Reduction of PSII photosynthetic performance by low temperature is the reason for the growing inhibition of Kobresia pygmaea Clarke

Abstract

AbstractKobresia pygmaea Clarke is mainly distributed in the alpine region from 3800 to 4500 m elevation on the Qinghai-Tibet Plateau. It is excellent in low-temperature tolerance and trampling resistance and plays an important role in maintaining the stability of regional ecological environments. Mainly based on the chlorophyll fluorescence imaging technique, using grass sods blocks with a size of 20 × 20 cm2 collected from K. pygmaea forb meadow, simulated a low-temperature treatment in cultural room with 8 °C/4 °C (day/night) at diurnal photoperiod, we analyzed the effects of low temperature on PSII photochemical efficiency and non-photochemical quenching, as well as the interaction between low temperature and light intensity.

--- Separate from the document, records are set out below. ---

// SPDX-License-Identifier: CEPL-1.0
//! File loaders feeding the asset factories. Everything here is CPU-side.
use crate::{Bitmap, Mesh, RenderError, Vertex};
use anyhow::{Context, Result};
use std::collections::HashMap;
use std::path::Path;
use tracing::debug;

fn load_error(path: &Path, reason: impl ToString) -> anyhow::Error {
    RenderError::AssetLoad {
        path: path.display().to_string(),
        reason: reason.to_string(),
    }
    .into()
}

pub fn load_text_file(path: &Path) -> Result<String> {
    std::fs::read_to_string(path).map_err(|e| load_error(path, e))
}

pub fn load_binary_file(path: &Path) -> Result<Vec<u8>> {
    std::fs::read(path).map_err(|e| load_error(path, e))
}

/// Loads a Wavefront OBJ file as a single triangle list.
pub fn load_obj_file(path: &Path) -> Result<Mesh> {
    let src = load_text_file(path)?;
    let mesh = parse_obj(&src).map_err(|e| load_error(path, format!("{e:#}")))?;
    debug!(
        "obj {}: {} vertices, {} indices",
        path.display(),
        mesh.vertices.len(),
        mesh.indices.len()
    );
    Ok(mesh)
}

/// Parses OBJ source, triangulating faces and merging corners that share
/// both position and uv. V is flipped so textures sample top row first.
pub fn parse_obj(src: &str) -> Result<Mesh> {
    let mut reader = src.as_bytes();
    let (models, _) = tobj::load_obj_buf(
        &mut reader,
        &tobj::LoadOptions {
            triangulate: true,
            single_index: true,
            ..Default::default()
        },
        |_| Ok(Default::default()),
    )
    .context("parse obj")?;

    let mut mesh = Mesh::default();
    let mut unique: HashMap<([u32; 3], [u32; 2]), u32> = HashMap::new();

    for model in &models {
        let m = &model.mesh;
        for &index in &m.indices {
            let i = index as usize;
            let position = [m.positions[3 * i], m.positions[3 * i + 1], m.positions[3 * i + 2]];
            let tex_coord = if m.texcoords.len() >= 2 * i + 2 {
                [m.texcoords[2 * i], 1.0 - m.texcoords[2 * i + 1]]
            } else {
                [0.0, 0.0]
            };

            let key = (position.map(f32::to_bits), tex_coord.map(f32::to_bits));
            let next = mesh.vertices.len() as u32;
            let slot = *unique.entry(key).or_insert_with(|| {
                mesh.vertices.push(Vertex::new(position, tex_coord));
                next
            });
            mesh.indices.push(slot);
        }
    }

    Ok(mesh)
}

/// Loads any decodable image file and converts it to RGBA8.
pub fn load_bitmap(path: &Path) -> Result<Bitmap> {
    let bytes = load_binary_file(path)?;
    decode_bitmap(&bytes).map_err(|e| load_error(path, format!("{e:#}")))
}

pub fn decode_bitmap(bytes: &[u8]) -> Result<Bitmap> {
    let rgba = image::load_from_memory(bytes)
        .context("decode image")?
        .to_rgba8();
    let (width, height) = rgba.dimensions();
    Bitmap::from_rgba8(width, height, rgba.into_raw())
}

#[cfg(test)]
mod tests {
    use super::*;

    const QUAD: &str = "\
v -1.0 -1.0 0.0
v 1.0 -1.0 0.0
v 1.0 1.0 0.0
v -1.0 1.0 0.0
vt 0.0 0.0
vt 1.0 0.0
vt 1.0 1.0
vt 0.0 1.0
f 1/1 2/2 3/3 4/4
";

    #[test]
    fn quad_is_triangulated_and_deduplicated() {
        let mesh = parse_obj(QUAD).unwrap();
        assert_eq!(mesh.vertices.len(), 4);
        assert_eq!(mesh.indices.len(), 6);
        assert!(mesh.indices.iter().all(|&i| (i as usize) < mesh.vertices.len()));
    }

    #[test]
    fn v_coordinate_is_flipped() {
        let mesh = parse_obj(QUAD).unwrap();
        let first = mesh.vertices[mesh.indices[0] as usize];
        assert_eq!(first.position, [-1.0, -1.0, 0.0]);
        assert_eq!(first.tex_coord, [0.0, 1.0]);
    }

    #[test]
    fn missing_file_is_an_asset_load_error() {
        let err = load_obj_file(Path::new("does/not/exist.obj")).unwrap_err();
        assert!(matches!(
            err.downcast_ref::<RenderError>(),
            Some(RenderError::AssetLoad { .. })
        ));
    }

    #[test]
    fn png_decodes_to_rgba8() {
        let mut img = image::RgbaImage::new(3, 2);
        img.put_pixel(2, 1, image::Rgba([10, 20, 30, 255]));
        let mut png = Vec::new();
        img.write_to(&mut std::io::Cursor::new(&mut png), image::ImageFormat::Png)
            .unwrap();

        let bitmap = decode_bitmap(&png).unwrap();
        assert_eq!((bitmap.width(), bitmap.height()), (3, 2));
        // pixel (2, 1) sits at row 1, column 2
        let last = &bitmap.pixels()[20..];
        assert_eq!(last, &[10, 20, 30, 255]);
    }
}
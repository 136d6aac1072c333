// SPDX-License-Identifier: CEPL-1.0
//! Backend chosen once at startup. `auto` probes Vulkan and falls back to
//! OpenGL when the failure is a capability problem rather than a bug.
use crate::config::BackendChoice;
use anyhow::Result;
use cubic_render::{RenderError, RenderSettings, RenderSize, Renderer};
use cubic_render_gl::GlRenderer;
use cubic_render_vk::VkRenderer;
use cubic_platform::winit::raw_window_handle::{HasDisplayHandle, HasWindowHandle};
use tracing::warn;

pub enum Backend {
    Gl(Box<GlRenderer>),
    Vk(Box<VkRenderer>),
}

/// Why Vulkan cannot run here, if the error is a capability gap anywhere in
/// its context chain. Other errors are bugs or environment faults and are
/// surfaced instead of masked by the fallback.
pub fn fallback_reason(err: &anyhow::Error) -> Option<String> {
    err.chain()
        .find_map(|e| e.downcast_ref::<RenderError>())
        .filter(|render| render.is_backend_fatal())
        .map(ToString::to_string)
}

impl Backend {
    pub fn create(
        choice: BackendChoice,
        window: &dyn HasWindowHandle,
        display: &dyn HasDisplayHandle,
        size: RenderSize,
        settings: &RenderSettings,
    ) -> Result<Self> {
        match choice {
            BackendChoice::Gl => Self::gl(window, display, size, settings),
            BackendChoice::Vk => Ok(Self::Vk(Box::new(VkRenderer::new(
                window, display, size, settings,
            )?))),
            BackendChoice::Auto => {
                if !cubic_render_vk::probe_loader() {
                    return Self::gl(window, display, size, settings);
                }
                match VkRenderer::new(window, display, size, settings) {
                    Ok(vk) => Ok(Self::Vk(Box::new(vk))),
                    Err(e) => match fallback_reason(&e) {
                        Some(reason) => {
                            warn!("Vulkan unavailable ({reason}); falling back to OpenGL");
                            Self::gl(window, display, size, settings)
                        }
                        None => Err(e),
                    },
                }
            }
        }
    }

    fn gl(
        window: &dyn HasWindowHandle,
        display: &dyn HasDisplayHandle,
        size: RenderSize,
        settings: &RenderSettings,
    ) -> Result<Self> {
        Ok(Self::Gl(Box::new(GlRenderer::new(
            window, display, size, settings,
        )?)))
    }

    pub fn name(&self) -> &'static str {
        match self {
            Backend::Gl(_) => "gl",
            Backend::Vk(_) => "vk",
        }
    }

    pub fn renderer(&mut self) -> &mut dyn Renderer {
        match self {
            Backend::Gl(r) => r.as_mut(),
            Backend::Vk(r) => r.as_mut(),
        }
    }
}

#[cfg(test)]
mod tests {
    use super::*;
    use anyhow::{anyhow, Context};

    #[test]
    fn capability_errors_fall_back() {
        let e: anyhow::Error = RenderError::DeviceSelection("no GPU".into()).into();
        assert_eq!(fallback_reason(&e).as_deref(), Some("device selection failed: no GPU"));

        let wrapped = Err::<(), _>(RenderError::SurfaceNegotiation("no formats".into()))
            .context("create swapchain")
            .context("build renderer")
            .unwrap_err();
        assert!(fallback_reason(&wrapped).is_some_and(|r| r.contains("no formats")));
    }

    #[test]
    fn other_errors_are_surfaced() {
        assert_eq!(fallback_reason(&anyhow!("window handle unavailable")), None);
        let asset: anyhow::Error = RenderError::AssetLoad {
            path: "crate.obj".into(),
            reason: "missing".into(),
        }
        .into();
        assert_eq!(fallback_reason(&asset), None);
    }
}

The results showed that low temperature could significantly decrease the maximum quantum efficiency of PSII photochemistry (Fv/Fm) and inhibit the leaf growth of K. pygmaea. The light response curve of PSII relative linear electron transport rate was reduced by low temperature, while it recovered to almost normal level after two days of removing adversity. Further experiments under steady-state actinic light confirmed that light intensity was the main factor affecting the PSII photochemical efficiency, and its reduction caused by the low temperature showed a certain degree of reversibility. The non-photochemical quenching (NPQ) was significantly affected by light intensity, and its fast and slow components (NPQf and NPQs) in NPQ accounted for 36% and 64% of NPQ, respectively. The decrease in NPQf and corresponding increase in NPQs slowly recovered after relieving from low-temperature condition. The relative inhibition of photosynthesis (Pinh) was significantly enhanced by low temperature and reduced after removal of adversity. Strong light intensity could intensify the adverse effect of low temperature on PSII operating efficiency Fq′/Fm′ and efficiency factor Fq′/Fv′, as well as NPQ. In conclusion, low temperature was one of the main reasons limiting the photosynthetic performance of K. pygmaea on the Qinghai-Tibet Plateau and could aggravate photosynthetic photoinhibition. The adversity of low temperature frequently occurring in the plant growing season on the Qinghai-Tibet Plateau was constituted of the main factor of the low productivity level in alpine meadow.